CONSIDERATO IN DIRITTO
Il ricorso è infondato, atteso che il Tribunale della valutazione cautelare ha correttamente operato la valutazione di attualità e concretezza delle esigenze cautelari di cui alla lett. c) dell’art. 274 cod. proc. pen., oltre quella in tema scelta della misura detentiva, facendo leva, più che su dati etnico-antropologici,
sull’analisi delle modalità .del fatto, indicative di una attitudine non occasionale al delitto di settore, non contenibile con presidio diverso da quello detentivo.
Il giudizio cautelare di merito ha, come già sopra riferito, inteso valorizzare elementi di fatto, enucleabili dalla stessa valutazione di gravità indiziaria, che inducono a prevedere che nel prossimo futuro il ricorrente, se non ristretto dalla coercizione, possa ripetere quelle condotte (determinate anche dall’indigenza) nelle quali ha palesato una certa dimestichezza.

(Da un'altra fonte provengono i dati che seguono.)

//! Route definitions
//!
//! All API routes organized by domain and mounted under /api/v1.

use axum::{
    routing::{delete, get, post, put},
    Router,
};

use crate::handlers::{
    admin, auth, donations, events, feedback, health, leaderboard, participations, postings,
    users,
};
use crate::state::AppState;

/// Create the main API router with all routes (excluding health for separate middleware handling)
pub fn create_router() -> Router<AppState> {
    Router::new().nest("/api/v1", api_v1_routes())
}

/// Health check routes (exported separately to bypass rate limiting)
pub fn health_routes() -> Router<AppState> {
    Router::new()
        .route("/health", get(health::health_check))
        .route("/health/live", get(health::health_check))
        .route("/health/ready", get(health::readiness_check))
}

/// API v1 routes
fn api_v1_routes() -> Router<AppState> {
    Router::new()
        .merge(auth_routes())
        .merge(user_routes())
        .merge(event_routes())
        .merge(participation_routes())
        .merge(feedback_routes())
        .merge(donation_routes())
        .merge(posting_routes())
        .route("/leaderboard", get(leaderboard::get_leaderboard))
        .route("/admin/dashboard", get(admin::get_dashboard))
}

/// Authentication routes
fn auth_routes() -> Router<AppState> {
    Router::new()
        .route("/auth/register", post(auth::register))
        .route("/auth/login", post(auth::login))
}

/// User routes
fn user_routes() -> Router<AppState> {
    Router::new()
        .route("/users", get(users::list_users))
        .route(
            "/users/@me",
            get(users::get_current_user).patch(users::update_current_user),
        )
        .route("/users/@me/photo", put(users::upload_profile_photo))
        .route("/users/@me/activities", get(users::get_my_activities))
        .route("/users/:email", get(users::get_user))
}

/// Event routes
fn event_routes() -> Router<AppState> {
    Router::new()
        .route("/events", get(events::list_events).post(events::create_event))
        .route("/events/managed", get(events::list_managed_events))
        .route(
            "/events/:event_id",
            get(events::get_event)
                .patch(events::update_event)
                .delete(events::delete_event),
        )
        .route("/events/:event_id/photo", put(events::upload_event_photo))
        .route("/events/:event_id/signups", post(events::sign_up))
        .route(
            "/events/:event_id/participations",
            get(events::list_event_participations),
        )
        .route(
            "/events/:event_id/feedback",
            get(feedback::list_event_feedback).post(feedback::submit_feedback),
        )
        .route(
            "/events/:event_id/feedback/eligibility",
            get(feedback::feedback_eligibility),
        )
}

/// Participation workflow routes
fn participation_routes() -> Router<AppState> {
    Router::new()
        .route("/participations/pending", get(participations::list_pending))
        .route("/participations/:participation_id/approve", post(participations::approve))
        .route("/participations/:participation_id/reject", post(participations::reject))
        .route("/participations/:participation_id/reset", post(participations::reset))
        .route("/participations/:participation_id/complete", post(participations::complete))
        .route("/participations/:participation_id/cancel", post(participations::cancel))
}

/// Feedback moderation routes
fn feedback_routes() -> Router<AppState> {
    Router::new().route("/feedback/:feedback_id", delete(feedback::delete_feedback))
}

/// Gallery posting routes
fn posting_routes() -> Router<AppState> {
    Router::new()
        .route(
            "/postings",
            get(postings::gallery).post(postings::create_posting),
        )
        .route("/postings/managed", get(postings::list_managed_postings))
        .route(
            "/postings/:posting_id",
            get(postings::get_posting)
                .patch(postings::update_posting)
                .delete(postings::delete_posting),
        )
        .route("/postings/:posting_id/photo", put(postings::upload_posting_photo))
}

/// Donation routes
fn donation_routes() -> Router<AppState> {
    Router::new()
        .route(
            "/donations",
            get(donations::donation_summary).post(donations::donate),
        )
        .route("/donations/@me", get(donations::my_donations))
}
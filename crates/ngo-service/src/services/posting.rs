//! Posting service
//!
//! Gallery postings: a title and a required photo, managed by the admin or
//! the organiser who created them. Reading the gallery needs no account.

use ngo_core::{
    require_event_manager, require_posting_access, Actor, DomainError, IdentifierKind,
    NewPosting, PhotoUpload, Posting, PostingQuery,
};
use tracing::{info, instrument, warn};
use validator::{Validate, ValidationError, ValidationErrors};

use crate::dto::{CreatePostingRequest, PostingListQuery, PostingResponse, UpdatePostingRequest};

use super::common::{absorb, into_result, parse_id};
use super::context::ServiceContext;
use super::error::ServiceResult;

/// Folder posting photos are stored under
pub const POSTING_PHOTO_FOLDER: &str = "postings";

/// Posting service
pub struct PostingService<'a> {
    ctx: &'a ServiceContext,
}

impl<'a> PostingService<'a> {
    pub fn new(ctx: &'a ServiceContext) -> Self {
        Self { ctx }
    }

    /// Create a posting owned by the caller
    #[instrument(skip(self, request, photo), fields(actor = %actor.email, title = %request.title))]
    pub async fn create_posting(
        &self,
        actor: &Actor,
        request: CreatePostingRequest,
        photo: Option<PhotoUpload>,
    ) -> ServiceResult<PostingResponse> {
        require_event_manager(actor)?;

        let mut errors = request.validate().err().unwrap_or_else(ValidationErrors::new);
        let Some(upload) = photo else {
            errors.add(
                "photo",
                ValidationError::new("required").with_message("Photo is required.".into()),
            );
            return Err(errors.into());
        };
        if let Err(photo_errors) = upload.check(self.ctx.settings().max_photo_bytes) {
            absorb(&mut errors, &photo_errors, &["photo"]);
        }
        into_result(errors)?;

        let photo_url = self.ctx.photo_store().save(&upload, POSTING_PHOTO_FOLDER).await?;
        let draft = NewPosting {
            title: request.title.trim().to_string(),
            photo_url: photo_url.clone(),
            created_by: Some(actor.email.clone()),
        };

        let posting = match self.ctx.posting_repo().create(&draft).await {
            Ok(posting) => posting,
            Err(err) => {
                self.discard_photo(&photo_url).await;
                return Err(err.into());
            }
        };

        info!(posting_id = %posting.id, "Posting created");
        Ok(PostingResponse::from(&posting))
    }

    /// Rename a posting
    #[instrument(skip(self, request), fields(actor = %actor.email))]
    pub async fn update_posting(
        &self,
        actor: &Actor,
        posting_id: &str,
        request: UpdatePostingRequest,
    ) -> ServiceResult<PostingResponse> {
        let mut posting = self.load_posting(posting_id).await?;
        require_posting_access(actor, &posting)?;
        request.validate()?;

        if let Some(title) = request.title.as_deref() {
            posting.title = title.trim().to_string();
        }
        self.ctx.posting_repo().update(&posting).await?;

        info!(posting_id = %posting.id, "Posting updated");
        Ok(PostingResponse::from(&posting))
    }

    /// Replace the posting photo; the previous asset is deleted
    #[instrument(skip(self, upload), fields(actor = %actor.email, file_name = %upload.file_name))]
    pub async fn set_posting_photo(
        &self,
        actor: &Actor,
        posting_id: &str,
        upload: PhotoUpload,
    ) -> ServiceResult<PostingResponse> {
        let mut posting = self.load_posting(posting_id).await?;
        require_posting_access(actor, &posting)?;
        upload.check(self.ctx.settings().max_photo_bytes)?;

        let url = self.ctx.photo_store().save(&upload, POSTING_PHOTO_FOLDER).await?;
        let previous = std::mem::replace(&mut posting.photo_url, url.clone());

        if let Err(err) = self.ctx.posting_repo().update(&posting).await {
            self.discard_photo(&url).await;
            return Err(err.into());
        }
        self.discard_photo(&previous).await;

        info!(posting_id = %posting.id, "Posting photo replaced");
        Ok(PostingResponse::from(&posting))
    }

    /// Delete a posting and its photo
    #[instrument(skip(self), fields(actor = %actor.email))]
    pub async fn delete_posting(&self, actor: &Actor, posting_id: &str) -> ServiceResult<()> {
        let posting = self.load_posting(posting_id).await?;
        require_posting_access(actor, &posting)?;

        self.ctx.posting_repo().delete(&posting.id).await?;
        self.discard_photo(&posting.photo_url).await;

        info!(posting_id = %posting.id, "Posting deleted");
        Ok(())
    }

    #[instrument(skip(self))]
    pub async fn get_posting(&self, posting_id: &str) -> ServiceResult<PostingResponse> {
        let posting = self.load_posting(posting_id).await?;
        Ok(PostingResponse::from(&posting))
    }

    /// Every posting, oldest identifier first
    #[instrument(skip(self))]
    pub async fn gallery(&self) -> ServiceResult<Vec<PostingResponse>> {
        self.list(&PostingQuery::default()).await
    }

    /// Postings the caller manages: all for admins, their own for organisers
    #[instrument(skip(self), fields(actor = %actor.email))]
    pub async fn list_managed_postings(
        &self,
        actor: &Actor,
        query: PostingListQuery,
    ) -> ServiceResult<Vec<PostingResponse>> {
        require_event_manager(actor)?;
        let query = PostingQuery {
            title: query
                .title
                .map(|t| t.trim().to_string())
                .filter(|t| !t.is_empty()),
            created_by: (!actor.is_admin()).then(|| actor.email.clone()),
        };
        self.list(&query).await
    }

    async fn list(&self, query: &PostingQuery) -> ServiceResult<Vec<PostingResponse>> {
        let postings = self.ctx.posting_repo().list(query).await?;
        Ok(postings.iter().map(PostingResponse::from).collect())
    }

    async fn load_posting(&self, raw_id: &str) -> ServiceResult<Posting> {
        let id = parse_id(IdentifierKind::Posting, raw_id)?;
        let posting = self
            .ctx
            .posting_repo()
            .find_by_id(&id)
            .await?
            .ok_or(DomainError::PostingNotFound(id))?;
        Ok(posting)
    }

    async fn discard_photo(&self, url: &str) {
        if let Err(err) = self.ctx.photo_store().delete(url, POSTING_PHOTO_FOLDER).await {
            warn!(url = %url, error = %err, "Failed to delete posting photo");
        }
    }
}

I successivi sviluppi procedimenti (v. atti trasmessi dall’autorità procedente il 5 febbraio u.s.) hanno confermato, in uno alla prognosi recidivante, la inadeguatezza del presidio cautelare autocustodiale inizialmente eletto dal G.i.p.. A seguito di condotte manifestamente intemperanti ed insofferenti alle prescrizioni della giurisdizione la misura è stata sostituita con quella della custodia in carcere, ai sensi degli artt. 276, comma 1 ter, 299 cod. proc. pen..
2.1. La prospettata possibilità di definizione del procedimento con applicazione della pena su richiesta delle parti non è ancora stata vagliata dal G.i.p.; non è pertanto ostativa al mantenimento del presidio detentivo.
Al rigetto del ricorso consegue, ai sensi dell’art. 618 cod. proc. pen. la condanna del ricorrente al pagamento delle spese processuali.
3.1. Ai sensi del comma 1-ter dell’art. 94 disp. att. cod. proc. pen., il direttore dell’istituto di detenzione è onerato di dare comunicazione al detenuto del contenuto del presente provvedimento.
P.Q.M.
Rigetta il ricorso e condanna il ricorrente al pagamento delle spese processuali. Manda alla cancelleria per gli adempimenti di cui all’art. 94, comma 1-ter, disp. att. cod. proc. pen.
Così deciso in Roma, nella camera di consiglio del 6 febbraio 2024.